Material to process below:

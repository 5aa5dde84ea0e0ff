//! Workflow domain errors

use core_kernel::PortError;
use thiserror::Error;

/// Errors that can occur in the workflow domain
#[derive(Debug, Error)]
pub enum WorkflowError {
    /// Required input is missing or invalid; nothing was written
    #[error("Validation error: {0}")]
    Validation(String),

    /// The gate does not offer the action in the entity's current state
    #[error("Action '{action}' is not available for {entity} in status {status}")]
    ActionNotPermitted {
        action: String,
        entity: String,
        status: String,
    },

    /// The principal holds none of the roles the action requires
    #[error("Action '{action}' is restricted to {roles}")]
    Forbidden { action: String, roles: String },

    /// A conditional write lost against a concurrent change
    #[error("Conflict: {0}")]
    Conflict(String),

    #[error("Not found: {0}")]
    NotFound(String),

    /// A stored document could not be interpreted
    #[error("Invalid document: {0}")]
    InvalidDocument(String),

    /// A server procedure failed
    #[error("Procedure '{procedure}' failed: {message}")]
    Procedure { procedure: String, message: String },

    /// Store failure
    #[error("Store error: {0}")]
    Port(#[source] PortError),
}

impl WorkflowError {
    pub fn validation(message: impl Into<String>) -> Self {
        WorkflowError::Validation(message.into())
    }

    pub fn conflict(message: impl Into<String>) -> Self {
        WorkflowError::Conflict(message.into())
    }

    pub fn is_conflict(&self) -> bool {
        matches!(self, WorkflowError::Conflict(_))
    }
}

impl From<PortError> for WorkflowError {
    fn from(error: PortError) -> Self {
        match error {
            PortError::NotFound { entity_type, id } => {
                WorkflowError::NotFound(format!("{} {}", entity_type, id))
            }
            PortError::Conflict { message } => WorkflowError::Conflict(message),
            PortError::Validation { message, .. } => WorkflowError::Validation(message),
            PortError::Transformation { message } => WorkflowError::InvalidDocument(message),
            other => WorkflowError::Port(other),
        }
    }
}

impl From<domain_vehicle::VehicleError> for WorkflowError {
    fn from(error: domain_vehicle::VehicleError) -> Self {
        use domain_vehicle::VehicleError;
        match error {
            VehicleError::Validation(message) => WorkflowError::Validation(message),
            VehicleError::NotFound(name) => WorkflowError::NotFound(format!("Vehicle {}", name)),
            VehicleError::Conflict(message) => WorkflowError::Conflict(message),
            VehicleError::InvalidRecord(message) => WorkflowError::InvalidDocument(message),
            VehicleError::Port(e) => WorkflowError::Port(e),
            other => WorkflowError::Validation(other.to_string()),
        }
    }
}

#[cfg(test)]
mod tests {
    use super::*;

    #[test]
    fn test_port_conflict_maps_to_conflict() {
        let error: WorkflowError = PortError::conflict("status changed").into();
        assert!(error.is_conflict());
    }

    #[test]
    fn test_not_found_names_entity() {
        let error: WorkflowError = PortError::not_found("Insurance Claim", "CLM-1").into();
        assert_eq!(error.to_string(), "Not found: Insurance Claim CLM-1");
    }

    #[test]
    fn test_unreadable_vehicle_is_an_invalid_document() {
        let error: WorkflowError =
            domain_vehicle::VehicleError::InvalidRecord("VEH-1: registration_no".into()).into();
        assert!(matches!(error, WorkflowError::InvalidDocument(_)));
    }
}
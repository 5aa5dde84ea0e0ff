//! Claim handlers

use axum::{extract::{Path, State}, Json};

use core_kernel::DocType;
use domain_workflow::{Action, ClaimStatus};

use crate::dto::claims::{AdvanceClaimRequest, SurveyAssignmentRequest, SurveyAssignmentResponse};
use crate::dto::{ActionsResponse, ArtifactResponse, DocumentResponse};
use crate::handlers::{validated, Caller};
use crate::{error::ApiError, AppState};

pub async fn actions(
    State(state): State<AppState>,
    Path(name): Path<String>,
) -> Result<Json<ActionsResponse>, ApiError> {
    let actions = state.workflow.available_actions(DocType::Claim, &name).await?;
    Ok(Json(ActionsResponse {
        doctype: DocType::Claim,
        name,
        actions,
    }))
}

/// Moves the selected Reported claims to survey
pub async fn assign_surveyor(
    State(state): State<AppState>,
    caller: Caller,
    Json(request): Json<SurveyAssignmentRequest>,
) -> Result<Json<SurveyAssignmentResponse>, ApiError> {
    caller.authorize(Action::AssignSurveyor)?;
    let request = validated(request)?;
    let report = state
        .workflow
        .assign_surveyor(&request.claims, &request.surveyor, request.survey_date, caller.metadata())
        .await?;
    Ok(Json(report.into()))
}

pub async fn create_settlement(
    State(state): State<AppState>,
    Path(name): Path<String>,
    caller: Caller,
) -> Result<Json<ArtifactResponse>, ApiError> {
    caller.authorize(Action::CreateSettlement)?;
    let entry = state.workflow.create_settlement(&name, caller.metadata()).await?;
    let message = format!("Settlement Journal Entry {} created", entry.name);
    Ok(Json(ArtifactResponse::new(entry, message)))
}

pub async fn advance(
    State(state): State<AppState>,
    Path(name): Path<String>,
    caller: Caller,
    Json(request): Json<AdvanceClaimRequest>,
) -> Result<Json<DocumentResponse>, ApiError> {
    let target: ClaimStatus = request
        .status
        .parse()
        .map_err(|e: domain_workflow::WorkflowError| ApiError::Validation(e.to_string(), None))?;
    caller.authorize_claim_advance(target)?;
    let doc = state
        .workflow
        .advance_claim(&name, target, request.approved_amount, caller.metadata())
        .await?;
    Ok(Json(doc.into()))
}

End of Material to process.
Material to process below:

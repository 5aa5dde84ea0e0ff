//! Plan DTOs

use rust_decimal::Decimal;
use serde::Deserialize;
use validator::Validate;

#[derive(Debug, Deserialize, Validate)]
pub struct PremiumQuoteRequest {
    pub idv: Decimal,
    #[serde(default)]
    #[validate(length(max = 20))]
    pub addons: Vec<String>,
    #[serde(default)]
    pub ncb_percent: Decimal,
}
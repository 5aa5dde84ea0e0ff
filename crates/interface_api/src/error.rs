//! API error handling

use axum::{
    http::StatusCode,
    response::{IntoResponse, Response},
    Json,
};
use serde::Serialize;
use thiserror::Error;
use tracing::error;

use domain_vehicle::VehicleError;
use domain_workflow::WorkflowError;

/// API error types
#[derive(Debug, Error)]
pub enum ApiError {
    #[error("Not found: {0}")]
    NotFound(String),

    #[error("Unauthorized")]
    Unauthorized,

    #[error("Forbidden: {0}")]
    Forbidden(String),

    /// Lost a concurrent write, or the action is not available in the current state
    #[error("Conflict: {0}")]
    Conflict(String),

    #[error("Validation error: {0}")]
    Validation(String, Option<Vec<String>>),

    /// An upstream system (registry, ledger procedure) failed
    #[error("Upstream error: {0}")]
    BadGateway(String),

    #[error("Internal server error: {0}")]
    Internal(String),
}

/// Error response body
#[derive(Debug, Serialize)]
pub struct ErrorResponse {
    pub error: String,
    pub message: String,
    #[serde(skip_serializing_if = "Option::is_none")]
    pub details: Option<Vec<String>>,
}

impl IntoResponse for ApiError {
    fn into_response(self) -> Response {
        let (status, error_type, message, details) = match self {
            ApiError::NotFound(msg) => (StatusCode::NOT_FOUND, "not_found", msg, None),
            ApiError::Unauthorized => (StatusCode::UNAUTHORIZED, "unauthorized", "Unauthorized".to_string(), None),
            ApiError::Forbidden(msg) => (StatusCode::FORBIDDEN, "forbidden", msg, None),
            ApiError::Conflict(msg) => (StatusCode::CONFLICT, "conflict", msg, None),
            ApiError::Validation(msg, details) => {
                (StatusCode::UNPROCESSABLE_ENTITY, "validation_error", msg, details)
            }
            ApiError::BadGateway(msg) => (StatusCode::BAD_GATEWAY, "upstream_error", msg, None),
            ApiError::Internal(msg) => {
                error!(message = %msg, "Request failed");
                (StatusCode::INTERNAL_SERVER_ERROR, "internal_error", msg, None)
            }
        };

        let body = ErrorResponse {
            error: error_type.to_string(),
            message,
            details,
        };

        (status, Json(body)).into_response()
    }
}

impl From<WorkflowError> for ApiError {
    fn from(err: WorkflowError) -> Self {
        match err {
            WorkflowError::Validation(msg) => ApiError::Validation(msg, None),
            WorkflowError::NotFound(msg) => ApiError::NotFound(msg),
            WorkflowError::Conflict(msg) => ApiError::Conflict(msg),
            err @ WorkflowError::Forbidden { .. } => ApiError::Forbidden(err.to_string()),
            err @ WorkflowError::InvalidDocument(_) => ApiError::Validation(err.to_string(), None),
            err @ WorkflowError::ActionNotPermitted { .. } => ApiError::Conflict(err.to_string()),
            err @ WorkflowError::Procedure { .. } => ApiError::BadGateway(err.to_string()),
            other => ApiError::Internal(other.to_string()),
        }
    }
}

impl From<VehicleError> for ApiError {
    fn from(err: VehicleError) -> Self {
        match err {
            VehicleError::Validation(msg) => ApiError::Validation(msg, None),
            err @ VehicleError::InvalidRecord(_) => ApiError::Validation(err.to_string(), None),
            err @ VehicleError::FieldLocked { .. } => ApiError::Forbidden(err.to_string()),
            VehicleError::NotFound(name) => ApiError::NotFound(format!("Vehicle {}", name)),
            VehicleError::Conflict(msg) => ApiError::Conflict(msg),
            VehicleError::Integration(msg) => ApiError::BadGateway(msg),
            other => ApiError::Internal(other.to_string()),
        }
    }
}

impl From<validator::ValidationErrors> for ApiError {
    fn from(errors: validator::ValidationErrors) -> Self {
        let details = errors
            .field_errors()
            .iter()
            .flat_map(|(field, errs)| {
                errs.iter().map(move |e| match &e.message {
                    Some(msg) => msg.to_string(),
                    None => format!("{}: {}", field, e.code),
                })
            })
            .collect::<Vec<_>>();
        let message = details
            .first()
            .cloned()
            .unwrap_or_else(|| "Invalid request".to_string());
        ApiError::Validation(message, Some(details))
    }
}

End of Material to process.
Material to process below:

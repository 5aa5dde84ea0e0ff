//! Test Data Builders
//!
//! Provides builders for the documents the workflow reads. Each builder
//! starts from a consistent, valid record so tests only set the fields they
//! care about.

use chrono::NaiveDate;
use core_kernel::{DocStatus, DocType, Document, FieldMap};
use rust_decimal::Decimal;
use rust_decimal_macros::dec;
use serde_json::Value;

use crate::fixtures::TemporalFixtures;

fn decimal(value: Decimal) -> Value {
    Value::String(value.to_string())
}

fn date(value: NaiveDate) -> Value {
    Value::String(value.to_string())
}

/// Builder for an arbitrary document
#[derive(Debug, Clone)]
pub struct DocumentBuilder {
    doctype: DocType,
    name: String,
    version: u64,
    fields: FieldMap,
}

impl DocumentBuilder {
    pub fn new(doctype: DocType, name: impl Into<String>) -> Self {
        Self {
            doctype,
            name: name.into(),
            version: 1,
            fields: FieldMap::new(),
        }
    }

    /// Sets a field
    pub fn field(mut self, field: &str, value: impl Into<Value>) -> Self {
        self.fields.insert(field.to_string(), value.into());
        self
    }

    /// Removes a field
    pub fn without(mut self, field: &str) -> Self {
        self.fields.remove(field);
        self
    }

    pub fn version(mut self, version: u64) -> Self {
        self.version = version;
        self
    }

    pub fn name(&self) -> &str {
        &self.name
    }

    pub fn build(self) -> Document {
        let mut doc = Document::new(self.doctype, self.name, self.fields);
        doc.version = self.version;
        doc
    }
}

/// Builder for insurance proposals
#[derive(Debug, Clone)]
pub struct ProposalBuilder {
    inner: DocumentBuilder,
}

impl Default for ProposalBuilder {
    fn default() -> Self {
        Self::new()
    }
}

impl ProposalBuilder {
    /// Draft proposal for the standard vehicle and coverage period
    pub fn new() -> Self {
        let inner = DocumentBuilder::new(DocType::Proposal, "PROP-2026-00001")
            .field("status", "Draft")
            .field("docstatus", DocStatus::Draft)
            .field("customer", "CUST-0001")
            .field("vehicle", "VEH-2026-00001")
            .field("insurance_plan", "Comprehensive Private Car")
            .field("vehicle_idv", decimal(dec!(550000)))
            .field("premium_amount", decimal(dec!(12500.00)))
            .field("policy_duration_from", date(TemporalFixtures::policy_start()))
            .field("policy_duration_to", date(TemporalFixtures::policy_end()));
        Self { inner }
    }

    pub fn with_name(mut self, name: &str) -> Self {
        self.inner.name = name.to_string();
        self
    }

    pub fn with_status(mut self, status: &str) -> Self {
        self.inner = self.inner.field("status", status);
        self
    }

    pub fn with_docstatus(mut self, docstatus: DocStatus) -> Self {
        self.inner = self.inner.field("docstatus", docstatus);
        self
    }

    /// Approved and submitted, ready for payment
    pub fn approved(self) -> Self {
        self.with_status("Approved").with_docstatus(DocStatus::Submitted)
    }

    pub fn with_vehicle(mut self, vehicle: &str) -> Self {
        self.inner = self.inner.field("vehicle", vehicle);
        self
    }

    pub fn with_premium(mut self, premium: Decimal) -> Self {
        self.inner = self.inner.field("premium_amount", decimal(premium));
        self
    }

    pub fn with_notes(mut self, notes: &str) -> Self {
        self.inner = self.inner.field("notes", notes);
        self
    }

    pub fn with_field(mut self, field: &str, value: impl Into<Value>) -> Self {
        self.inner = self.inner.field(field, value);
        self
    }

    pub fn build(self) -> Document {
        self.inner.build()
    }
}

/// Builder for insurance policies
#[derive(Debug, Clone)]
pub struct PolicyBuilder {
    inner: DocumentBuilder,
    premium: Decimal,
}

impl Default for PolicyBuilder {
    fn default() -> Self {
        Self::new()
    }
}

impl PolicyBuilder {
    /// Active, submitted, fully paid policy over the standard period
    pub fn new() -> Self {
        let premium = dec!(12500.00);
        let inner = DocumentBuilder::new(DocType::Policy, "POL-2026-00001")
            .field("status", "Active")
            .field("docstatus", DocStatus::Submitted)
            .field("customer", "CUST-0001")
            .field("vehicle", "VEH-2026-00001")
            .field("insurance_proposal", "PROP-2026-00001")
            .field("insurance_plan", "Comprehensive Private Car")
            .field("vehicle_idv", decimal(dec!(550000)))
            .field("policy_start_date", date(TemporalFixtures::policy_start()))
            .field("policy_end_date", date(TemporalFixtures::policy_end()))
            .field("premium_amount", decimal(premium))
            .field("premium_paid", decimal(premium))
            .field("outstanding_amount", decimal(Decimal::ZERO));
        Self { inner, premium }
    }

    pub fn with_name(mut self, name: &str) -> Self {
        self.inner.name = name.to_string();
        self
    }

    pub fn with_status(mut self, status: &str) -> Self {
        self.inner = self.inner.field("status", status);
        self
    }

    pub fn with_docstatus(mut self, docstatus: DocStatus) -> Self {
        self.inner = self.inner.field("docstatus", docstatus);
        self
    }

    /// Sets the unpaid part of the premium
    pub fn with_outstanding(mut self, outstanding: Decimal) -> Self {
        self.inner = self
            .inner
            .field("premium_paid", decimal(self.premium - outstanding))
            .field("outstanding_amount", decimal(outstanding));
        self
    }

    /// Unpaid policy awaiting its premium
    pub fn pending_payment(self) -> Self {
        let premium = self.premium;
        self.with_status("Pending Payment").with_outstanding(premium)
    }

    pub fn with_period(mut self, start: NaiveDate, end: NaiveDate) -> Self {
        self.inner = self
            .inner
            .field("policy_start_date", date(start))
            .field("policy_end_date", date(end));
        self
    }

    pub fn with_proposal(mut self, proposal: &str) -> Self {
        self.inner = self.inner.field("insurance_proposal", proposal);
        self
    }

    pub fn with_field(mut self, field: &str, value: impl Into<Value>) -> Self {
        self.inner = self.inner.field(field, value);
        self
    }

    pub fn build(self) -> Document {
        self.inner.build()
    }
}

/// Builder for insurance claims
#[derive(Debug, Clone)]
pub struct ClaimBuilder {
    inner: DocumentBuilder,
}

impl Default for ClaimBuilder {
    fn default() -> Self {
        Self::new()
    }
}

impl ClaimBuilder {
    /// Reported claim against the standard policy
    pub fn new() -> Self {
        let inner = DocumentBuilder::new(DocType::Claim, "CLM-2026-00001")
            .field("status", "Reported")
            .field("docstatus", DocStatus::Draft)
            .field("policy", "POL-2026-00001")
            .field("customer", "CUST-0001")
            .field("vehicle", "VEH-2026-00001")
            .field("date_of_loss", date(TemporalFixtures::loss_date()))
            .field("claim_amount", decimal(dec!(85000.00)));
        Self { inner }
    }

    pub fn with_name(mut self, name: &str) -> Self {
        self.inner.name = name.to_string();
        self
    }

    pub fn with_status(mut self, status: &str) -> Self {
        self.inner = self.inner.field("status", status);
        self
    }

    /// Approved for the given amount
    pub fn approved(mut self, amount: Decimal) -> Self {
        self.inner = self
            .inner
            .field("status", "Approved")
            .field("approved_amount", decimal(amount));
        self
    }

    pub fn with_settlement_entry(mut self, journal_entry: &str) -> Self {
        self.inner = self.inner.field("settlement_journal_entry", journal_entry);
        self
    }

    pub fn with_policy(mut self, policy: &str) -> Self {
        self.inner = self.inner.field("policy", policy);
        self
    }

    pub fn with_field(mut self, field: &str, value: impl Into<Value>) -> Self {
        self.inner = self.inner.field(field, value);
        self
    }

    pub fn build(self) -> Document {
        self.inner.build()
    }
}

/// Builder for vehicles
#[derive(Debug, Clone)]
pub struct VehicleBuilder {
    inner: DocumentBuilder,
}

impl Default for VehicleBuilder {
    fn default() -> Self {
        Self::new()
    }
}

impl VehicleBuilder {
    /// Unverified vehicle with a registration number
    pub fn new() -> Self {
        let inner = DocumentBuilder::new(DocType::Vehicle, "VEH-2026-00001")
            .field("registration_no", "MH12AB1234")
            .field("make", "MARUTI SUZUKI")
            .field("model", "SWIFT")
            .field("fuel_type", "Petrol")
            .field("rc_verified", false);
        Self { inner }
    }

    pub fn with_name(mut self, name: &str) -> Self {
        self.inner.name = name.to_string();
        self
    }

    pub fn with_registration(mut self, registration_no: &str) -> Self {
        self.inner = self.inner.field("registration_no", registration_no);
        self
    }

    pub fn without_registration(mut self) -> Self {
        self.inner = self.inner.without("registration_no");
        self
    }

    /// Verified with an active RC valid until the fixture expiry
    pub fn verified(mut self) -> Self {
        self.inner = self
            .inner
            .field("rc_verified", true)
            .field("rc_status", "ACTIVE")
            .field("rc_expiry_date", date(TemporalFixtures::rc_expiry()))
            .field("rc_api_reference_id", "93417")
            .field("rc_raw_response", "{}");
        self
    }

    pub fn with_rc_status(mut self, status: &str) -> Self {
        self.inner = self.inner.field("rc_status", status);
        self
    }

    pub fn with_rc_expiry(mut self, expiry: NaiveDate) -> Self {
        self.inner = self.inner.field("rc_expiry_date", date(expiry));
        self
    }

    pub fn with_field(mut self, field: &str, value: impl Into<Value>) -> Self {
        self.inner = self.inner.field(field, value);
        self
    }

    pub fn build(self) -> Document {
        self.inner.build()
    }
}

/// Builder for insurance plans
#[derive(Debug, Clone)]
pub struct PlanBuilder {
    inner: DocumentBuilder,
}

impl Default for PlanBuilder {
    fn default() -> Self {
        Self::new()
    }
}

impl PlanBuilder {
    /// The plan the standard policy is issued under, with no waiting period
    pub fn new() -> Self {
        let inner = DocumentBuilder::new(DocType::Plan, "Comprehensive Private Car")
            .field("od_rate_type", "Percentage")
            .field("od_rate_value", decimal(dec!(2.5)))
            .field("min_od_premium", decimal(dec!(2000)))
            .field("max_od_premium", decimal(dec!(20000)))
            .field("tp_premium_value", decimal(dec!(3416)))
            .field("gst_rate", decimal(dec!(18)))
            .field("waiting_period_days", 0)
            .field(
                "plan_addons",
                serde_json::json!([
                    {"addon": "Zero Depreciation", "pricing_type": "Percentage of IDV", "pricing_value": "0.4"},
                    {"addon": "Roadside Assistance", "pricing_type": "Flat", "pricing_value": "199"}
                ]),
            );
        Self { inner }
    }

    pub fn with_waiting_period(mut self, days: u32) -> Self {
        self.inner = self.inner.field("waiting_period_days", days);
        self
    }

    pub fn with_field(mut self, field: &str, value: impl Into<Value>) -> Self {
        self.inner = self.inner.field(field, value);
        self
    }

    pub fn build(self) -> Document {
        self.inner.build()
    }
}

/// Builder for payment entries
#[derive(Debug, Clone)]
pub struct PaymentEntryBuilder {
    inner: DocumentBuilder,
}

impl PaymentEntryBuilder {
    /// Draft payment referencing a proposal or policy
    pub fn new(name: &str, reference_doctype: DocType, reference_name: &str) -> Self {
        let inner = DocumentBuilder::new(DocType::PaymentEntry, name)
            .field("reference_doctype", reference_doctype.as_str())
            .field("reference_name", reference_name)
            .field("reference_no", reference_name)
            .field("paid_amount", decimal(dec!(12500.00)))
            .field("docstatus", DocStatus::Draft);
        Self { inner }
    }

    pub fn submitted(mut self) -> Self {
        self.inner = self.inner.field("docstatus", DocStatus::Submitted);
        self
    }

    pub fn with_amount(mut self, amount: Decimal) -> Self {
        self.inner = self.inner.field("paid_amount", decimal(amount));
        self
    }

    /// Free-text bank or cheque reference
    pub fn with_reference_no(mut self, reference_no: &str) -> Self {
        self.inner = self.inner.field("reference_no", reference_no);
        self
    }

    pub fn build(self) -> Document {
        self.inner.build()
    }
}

End of Material to process.

What to work on> In the lines above, find the word "notes" and copy each line that contains it.

Result of the task>
    pub fn with_notes(mut self, notes: &str) -> Self {
        self.inner = self.inner.field("notes", notes);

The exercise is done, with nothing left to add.